Case ID: misc3d_29/html/0034-01.html
Source: Caselaw Access Project
Author: {"author": "Per Curiam.", "license": "Public Domain", "url": "https://static.case.law/"}
Date Created: 2024-08-24T03:29:51.129683

[910 NYS2d 837]
    Alphonse Hotel Corp., Doing Business as Hotel Carter, Respondent, v Destiny Roseboom, Respondent. Calabro & Associates, P.C., Nonparty Appellant.
    Supreme Court, Appellate Term, First Department,
    September 17, 2010
    
      APPEARANCES OF COUNSEL
    
      Law Office of Jonathan Weinberger, New York City, for Alphonse Hotel Corp., respondent. Destiny Roseboom, respondent pro se.
   OPINION OF THE COURT

Per Curiam.

Order, dated March 19, 2010, affirmed, with $10 costs.

Although Civil Court has limited subject matter jurisdiction and narrow equitable powers (see generally Priel v Linarello, 7 Misc 3d 64 [2005]; European-American Banking Corp. v Chock Full O’Nuts Corp., 109 Misc 2d 615 [1981]), trial courts have a well established, inherent authority to control the attorneys appearing before them and to compel such attorneys to act fairly towards their clients (see Leviten v Sandbank, 291 NY 352, 357 [1943]). One component of this inherent authority is the right to supervise the charging of fees for legal services (see Matter of Stortecky v Mazzone, 85 NY2d 518 [1995]; Matter of First Natl. Bank of E. Islip v Brower, 42 NY2d 471 [1977]); a related component of this authority is the power to require an attorney, under certain circumstances, to turn over to a client the client’s file maintained by the attorney, even if the attorney asserts that the file serves as a retaining lien (see Leviten, supra; Matter of Johnson [Makames], 238 App Div 534 [1933]).

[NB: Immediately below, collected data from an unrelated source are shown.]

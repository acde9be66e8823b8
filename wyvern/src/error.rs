use alloy_primitives::U256;
use thiserror::Error;

/// Every way a single invocation can fail. All variants are terminal: the
/// pipeline never retries, the CLI prints the message and exits non-zero.
#[derive(Debug, Error)]
pub enum FlagError {
    /// The hex blob is empty, misaligned or contains non-hex characters.
    #[error("invalid encoded token ids: {0}")]
    InvalidInput(String),

    /// Transport failure or a non-success HTTP status from the asset API.
    #[error("asset API request failed: {0}")]
    Network(String),

    /// The response body is not the expected JSON document.
    #[error("could not parse asset API response: {0}")]
    Parse(String),

    /// An asset record carries a non-boolean supports_wyvern value.
    #[error("supports_wyvern should be a bool but got {0}")]
    Format(serde_json::Value),

    /// A requested token id has no record in the fetched document.
    #[error("no asset record found for token id {0}")]
    Lookup(U256),
}
use config::{Config, Environment, File};
use serde::{Deserialize, Serialize};

#[derive(Serialize, Deserialize, Clone, Debug)]
pub struct Conf {
    /// Base URL of the asset metadata API.
    pub api_url: String,
    /// Forward token ids and contract address as query parameters.
    /// Turned off only when replaying a static document in dev/test runs.
    pub forward_params: bool,
    pub request_timeout_secs: u64,
    pub connect_timeout_secs: u64,
}

impl Conf {
    pub fn new(config_files: Vec<String>) -> Result<Self, anyhow::Error> {
        let mut s = Config::builder().add_source(File::from_str(
            include_str!("conf_defaults.toml"),
            config::FileFormat::Toml,
        ));
        // Priority order: config file, then environment variables
        for config_file in config_files {
            s = s.add_source(File::with_name(&config_file).required(false));
        }
        let conf: Self = s
            .add_source(
                Environment::with_prefix("wyvern")
                    .separator("__")
                    .prefix_separator("_"),
            )
            .build()?
            .try_deserialize()?;
        Ok(conf)
    }
}
mod client;
mod conf;

use anyhow::{Context, Result};
use clap::Parser;
use tracing::info;
use tracing_subscriber::{layer::SubscriberExt, util::SubscriberInitExt};
use wyvern::flags::flag_bitstring;
use wyvern::token::decode_token_ids;

use crate::client::AssetsClient;
use crate::conf::Conf;

#[derive(Parser, Debug)]
#[command(
    version,
    about = "Report the supports_wyvern flag for a batch of token ids"
)]
struct Args {
    #[arg(long, default_value = "config.toml")]
    config_file: Vec<String>,

    #[arg(long, help = "Override the asset API URL from the config")]
    api_url: Option<String>,

    #[arg(
        long,
        default_value_t = false,
        help = "Fetch the endpoint without forwarding query parameters (static document mode)"
    )]
    no_forward_params: bool,

    #[arg(long, default_value_t = false)]
    verbose: bool,

    #[arg(help = "Address of the asset contract the token ids belong to")]
    contract_address: String,

    #[arg(help = "Concatenated 64-character hex-encoded token ids")]
    encoded_token_ids: String,
}

#[tokio::main]
async fn main() {
    let args = Args::parse();
    setup_logging(args.verbose);

    if let Err(err) = run(args).await {
        eprintln!("{err:#}");
        std::process::exit(1);
    }
}

async fn run(args: Args) -> Result<()> {
    let mut conf = Conf::new(args.config_file).context("loading config")?;
    if let Some(api_url) = args.api_url {
        conf.api_url = api_url;
    }
    if args.no_forward_params {
        conf.forward_params = false;
    }

    let token_ids = decode_token_ids(&args.encoded_token_ids)?;
    info!(
        "Decoded {} token ids, querying {}",
        token_ids.len(),
        conf.api_url
    );

    let client = AssetsClient::new(&conf)?;
    let document = client
        .fetch_assets(&args.contract_address, &token_ids)
        .await?;

    let bitstring = flag_bitstring(&document, &token_ids)?;

    // The bitstring is the only thing written to stdout
    println!("{bitstring}");

    Ok(())
}

fn setup_logging(verbose: bool) {
    let log_level = if verbose {
        tracing::Level::DEBUG
    } else {
        tracing::Level::INFO
    };

    tracing_subscriber::registry()
        .with(
            tracing_subscriber::EnvFilter::try_from_default_env()
                .unwrap_or_else(|_| format!("wyvern={log_level},wyvern_cli={log_level}").into()),
        )
        .with(tracing_subscriber::fmt::layer().with_writer(std::io::stderr))
        .init();
}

Here, Civil Court had subject matter jurisdiction over the underlying summary holdover proceeding, and the inherent authority both to supervise nonparty appellant law firm’s charging of fees for legal services rendered to its former client, petitioner landlord, and to require nonparty appellant to turn over the case file it maintained for its former client to the former client’s substitute counsel. We note, too, that “[i]n the exercise of its jurisdiction^] [Civil Court] shall have all of the powers that supreme court would have in like actions and proceedings” (CCA 212; see 952 Assoc., LLC v Palmer, 52 AD3d 236 [2008]), and it is well-settled that Supreme Court has inherent authority to supervise the fees attorneys charge for legal services in any action or proceeding before it (see Matter of Stortecky, 85 NY2d at 525-526).

With respect to nonparty appellant’s assertion that the court erred in concluding that nonparty appellant forfeited any right to a retaining lien, the record establishes that nonparty appellant’s representation of petitioner landlord terminated due to “unjustified abandonment” of the former client (see Klein v Eubank, 87 NY2d 459, 464 [1996]). We note in this connection that nonparty appellant did not comply with the requirements of CPLR 321 (b) governing the substitution of counsel prior to its abandonment of representation of petitioner landlord. Therefore, Civil Court correctly concluded that nonparty appellant forfeited any right to a retaining lien on the case file (see generally Matter of Nazario v Ciafone, 65 AD3d 1240 [2009]).

McKeon, EJ., Shulman and Hunter, Jr., JJ., concur.